Personal information
- Date of birth: May 3, 1973 (age 53)
- Place of birth: Montbéliard, France
- Height: 1.78 m (5 ft 10 in)
- Position: Midfielder

Team information
- Current team: Morocco (assistant)

Senior career*
- Years: Team / Apps / (Gls)
- 1994–1998: Mulhouse / 116 / (7)
- 1998–2001: Strasbourg / 44 / (2)
- 2001–2008: Troyes / 203 / (9)
- 2008–2010: Mulhouse / 55 / (3)
- Total:  / 418 / (21)

International career
- 1997–2006: Morocco / 24 / (1)

Managerial career
- 2013–2015: Mulhouse
- 2015–2022: Troyes (assistant)
- 2022–2024: Morocco (assistant)

= Gharib Amzine =

Moroccan footballer and manager (born 1973)

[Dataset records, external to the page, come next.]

mod serve;

use std::path::PathBuf;

use anyhow::{Context, Result};
use clap::{Parser, Subcommand};
use serde::Serialize;
use tracing::debug;

use strand_core::config::DEFAULT_CONFIG_FILE;
use strand_core::graph::models::{Neighbor, SearchHit};
use strand_core::{
    Config, Direction, DiscourseGraph, FileSource, GraphHandle, QueryError, SearchQuery,
};

#[derive(Parser)]
#[command(name = "strand")]
#[command(version, about = "Search and explore discourse graphs", long_about = None)]
struct Cli {
    /// Config file (defaults to ./strand.toml, then the user config dir)
    #[arg(long, global = true)]
    config: Option<PathBuf>,

    /// Dataset file, overriding the configured one
    #[arg(long, global = true)]
    dataset: Option<PathBuf>,

    /// Print results as JSON
    #[arg(long, global = true)]
    json: bool,

    /// Enable debug logging
    #[arg(short, long, global = true)]
    verbose: bool,

    #[command(subcommand)]
    command: Commands,
}

#[derive(Subcommand)]
enum Commands {
    /// Ranked full-text search over node titles and content
    Search {
        /// Query text
        #[arg(required = true)]
        query: Vec<String>,
        /// Only nodes with this category tag (e.g. CLM)
        #[arg(long = "type")]
        node_type: Option<String>,
        /// Only nodes whose creator contains this text
        #[arg(long)]
        creator: Option<String>,
        /// Maximum number of results
        #[arg(short, long)]
        limit: Option<usize>,
    },
    /// List the nodes directly connected to a node
    Neighbors {
        uid: String,
        /// outgoing, incoming or both
        #[arg(short, long, default_value_t = Direction::Both)]
        direction: Direction,
    },
    /// Show the k-hop neighborhood of a node
    Explore {
        uid: String,
        /// Number of hops, 1 to 4
        #[arg(short = 'k', long)]
        depth: Option<usize>,
        /// outgoing, incoming or both
        #[arg(short, long, default_value_t = Direction::Both)]
        direction: Direction,
        /// Only reach nodes with this category tag
        #[arg(long = "type")]
        node_type: Option<String>,
        /// Only follow relationships with this label
        #[arg(long)]
        relation: Option<String>,
    },
    /// Show a node with its relationships
    Show { uid: String },
    /// Show index statistics
    Stats,
    /// List node schemas and relationship definitions
    Schemas,
    /// List creators and their node counts
    Creators,
    /// Serve the JSON API
    Serve {
        /// Port to listen on
        #[arg(short, long)]
        port: Option<u16>,
        /// Host to bind
        #[arg(long)]
        host: Option<String>,
    },
    /// Write a default strand.toml in the current directory
    Init {
        /// Overwrite an existing file
        #[arg(long)]
        force: bool,
    },
}

#[tokio::main]
async fn main() -> Result<()> {
    let cli = Cli::parse();

    // Logs go to stderr so `--json` output stays parseable.
    let log_level = if cli.verbose { "debug" } else { "warn" };
    tracing_subscriber::fmt()
        .with_env_filter(
            tracing_subscriber::EnvFilter::try_from_default_env()
                .unwrap_or_else(|_| tracing_subscriber::EnvFilter::new(log_level)),
        )
        .with_writer(std::io::stderr)
        .init();

    if let Commands::Init { force } = cli.command {
        return init_config(force);
    }

    let mut config = match &cli.config {
        Some(path) => Config::from_file(path)
            .with_context(|| format!("Failed to load config {}", path.display()))?,
        None => Config::load().context("Failed to load config")?,
    };
    if let Some(dataset) = &cli.dataset {
        config.dataset.path = dataset.clone();
    }
    debug!(dataset = %config.dataset.path.display(), "Using dataset");

    let source = FileSource::new(&config.dataset.path);
    let graph = DiscourseGraph::load(&source, &config)
        .with_context(|| format!("Failed to load dataset {}", config.dataset.path.display()))?;

    match cli.command {
        Commands::Search {
            query,
            node_type,
            creator,
            limit,
        } => {
            let query = SearchQuery {
                text: query.join(" "),
                node_type,
                creator,
                limit,
            };
            let hits = graph.search(&query);
            if cli.json {
                print_json(&hits)?;
            } else {
                print_hits(&hits);
            }
        }
        Commands::Neighbors { uid, direction } => {
            let result = graph
                .direct_neighbors(&uid, direction)
                .or_else(|e| not_found(e, cli.json))?;
            if cli.json {
                print_json(&result)?;
            } else {
                println!("{} neighbors of {}:", result.direction, result.uid);
                if result.neighbors.is_empty() {
                    println!("  (none)");
                }
                for neighbor in &result.neighbors {
                    println!("  {}", describe_neighbor(neighbor));
                }
            }
        }
        Commands::Explore {
            uid,
            depth,
            direction,
            node_type,
            relation,
        } => {
            let mut query = graph.neighborhood_query(uid).with_direction(direction);
            if let Some(depth) = depth {
                query = query.with_depth(depth);
            }
            query.node_type = node_type;
            query.relation = relation;

            let result = graph.neighborhood(&query).or_else(|e| not_found(e, cli.json))?;
            if cli.json {
                print_json(&result)?;
            } else {
                println!(
                    "Neighborhood of {} (depth {}, {}): {} nodes",
                    result.uid, result.depth, result.direction, result.total
                );
                for hop in &result.hops {
                    println!("\nHop {} ({})", hop.distance, hop.count);
                    for node in &hop.nodes {
                        let title = node.node.as_ref().map_or("(unknown node)", |n| n.title.as_str());
                        let via = match (&node.reached_from, &node.relation_label) {
                            (Some(from), Some(label)) => format!("  <- {} [{}]", from, label),
                            (Some(from), None) => format!("  <- {} [ref]", from),
                            _ => String::new(),
                        };
                        println!("  {}  {}{}", node.uid, title, via);
                    }
                }
            }
        }
        Commands::Show { uid } => {
            let details = graph.node_details(&uid).or_else(|e| not_found(e, cli.json))?;
            if cli.json {
                print_json(&details)?;
            } else {
                let node = &details.node;
                println!("{}", node.title_clean);
                println!("  UID: {}", node.uid);
                println!("  Type: {}", node.node_type.as_deref().unwrap_or("-"));
                println!("  Creator: {}", or_dash(&node.creator));
                println!("  Created: {}", or_dash(&node.created));
                println!("  Modified: {}", or_dash(&node.modified));
                if let Some(url) = &node.url {
                    println!("  URL: {}", url);
                }
                for rel in &details.outgoing {
                    println!("  -> {} [{}]", rel.destination_uid, rel.label);
                }
                for rel in &details.incoming {
                    println!("  <- {} [{}]", rel.source_uid, rel.label);
                }
                for uid in &node.linked_node_uids {
                    println!("  -> {} [ref]", uid);
                }
                for uid in &details.referenced_by {
                    println!("  <- {} [ref]", uid);
                }
            }
        }
        Commands::Stats => {
            let stats = graph.stats();
            if cli.json {
                print_json(stats)?;
            } else {
                println!("Dataset: {}", source.path().display());
                println!("  Nodes: {}", stats.nodes);
                println!("  Schemas: {}", stats.schemas);
                println!("  Relationship definitions: {}", stats.relation_defs);
                println!("  Relationships: {}", stats.relations);
                println!("  Creators: {}", stats.creators);
                println!("  Undeclared predicates: {}", stats.unresolved_predicates);
                println!("  Dangling relationships: {}", stats.dangling_relations);
                println!("  Undeclared category tags: {}", stats.undeclared_types);
                println!("  Duplicate node uids: {}", stats.duplicate_nodes);
                println!("  Skipped entries: {}", stats.skipped_entries);
                if let Some(fingerprint) = &stats.fingerprint {
                    println!("  SHA-256: {}", fingerprint);
                }
            }
        }
        Commands::Schemas => {
            let schemas = graph.schemas();
            let defs = graph.relation_defs();
            if cli.json {
                print_json(&serde_json::json!({ "schemas": schemas, "relation_defs": defs }))?;
            } else {
                println!("Node schemas:");
                for schema in &schemas {
                    let tag = schema.node_type.as_deref().unwrap_or("-");
                    println!("  {:<8} {}  ({})", tag, schema.label, schema.uid);
                }
                println!("\nRelationship definitions:");
                for def in &defs {
                    println!("  {}: {} -> {}", def.label, def.domain_label, def.range_label);
                }
            }
        }
        Commands::Creators => {
            let counts: Vec<(&str, usize)> = graph
                .creators()
                .iter()
                .map(|name| (name.as_str(), graph.nodes_by_creator(name).len()))
                .collect();
            if cli.json {
                let rows: Vec<_> = counts
                    .iter()
                    .map(|(name, nodes)| serde_json::json!({ "name": name, "nodes": nodes }))
                    .collect();
                print_json(&rows)?;
            } else {
                for (name, nodes) in counts {
                    println!("  {:<30} {}", name, nodes);
                }
            }
        }
        Commands::Serve { port, host } => {
            let serve_config = serve::ServeConfig {
                host: host.unwrap_or_else(|| config.server.host.clone()),
                port: port.unwrap_or(config.server.port),
            };
            let state = serve::AppState {
                graph: std::sync::Arc::new(GraphHandle::new(graph)),
                source,
            };
            serve::start_server(state, serve_config).await?;
        }
        Commands::Init { force } => init_config(force)?,
    }

    Ok(())
}

fn init_config(force: bool) -> Result<()> {
    let path = PathBuf::from(DEFAULT_CONFIG_FILE);
    if path.exists() && !force {
        anyhow::bail!("{} already exists (use --force to overwrite)", path.display());
    }
    std::fs::write(&path, Config::default_config_string())
        .with_context(|| format!("Failed to write {}", path.display()))?;
    println!("Wrote {}", path.display());
    Ok(())
}

/// Report a missing uid, as JSON when requested, and fail the command.
fn not_found<T>(err: QueryError, json: bool) -> Result<T> {
    if json {
        print_json(&err)?;
    }
    Err(err.into())
}

fn print_json<T: Serialize + ?Sized>(value: &T) -> Result<()> {
    println!("{}", serde_json::to_string_pretty(value)?);
    Ok(())
}

fn print_hits(hits: &[SearchHit]) {
    if hits.is_empty() {
        println!("No results.");
        return;
    }
    for (rank, hit) in hits.iter().enumerate() {
        let tag = hit.node.node_type.as_deref().unwrap_or("-");
        println!(
            "{:>2}. [{}] {}  ({}, score {:.3})",
            rank + 1,
            tag,
            hit.node.title,
            hit.node.uid,
            hit.score
        );
        if !hit.snippet.is_empty() {
            println!("    {}", hit.snippet);
        }
    }
}

fn describe_neighbor(neighbor: &Neighbor) -> String {
    let arrow = match neighbor.direction {
        Direction::Incoming => "<-",
        _ => "->",
    };
    let title = neighbor
        .node
        .as_ref()
        .map_or("(unknown node)", |n| n.title.as_str());
    let label = neighbor.relation_label.as_deref().unwrap_or("ref");
    format!("{} {}  {}  [{}]", arrow, neighbor.uid, title, label)
}

fn or_dash(value: &str) -> &str {
    if value.is_empty() {
        "-"
    } else {
        value
    }
}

Gharib Amzine (غريب أمزين; born 3 May 1973) is a professional football manager and former player who played as a midfielder. He was working as an assistant manager for the Morocco national team between 2022 and 2024.

==Playing career==
Amzine made over 200 competitive appearances for Troyes, making him the club's most capped player as of March 2008.

Whilst at Strasbourg, Amzine played in the 2001 Coupe de France Final in which they beat Amiens SC on penalties.

Born in France, Amzine played for the Morocco national team and was a participant at the 1998 FIFA World Cup.

==Managerial career==
Amzine managied Mulhouse from 2013 to 2015.

==Career statistics==
Scores and results list Morocco's goal tally first.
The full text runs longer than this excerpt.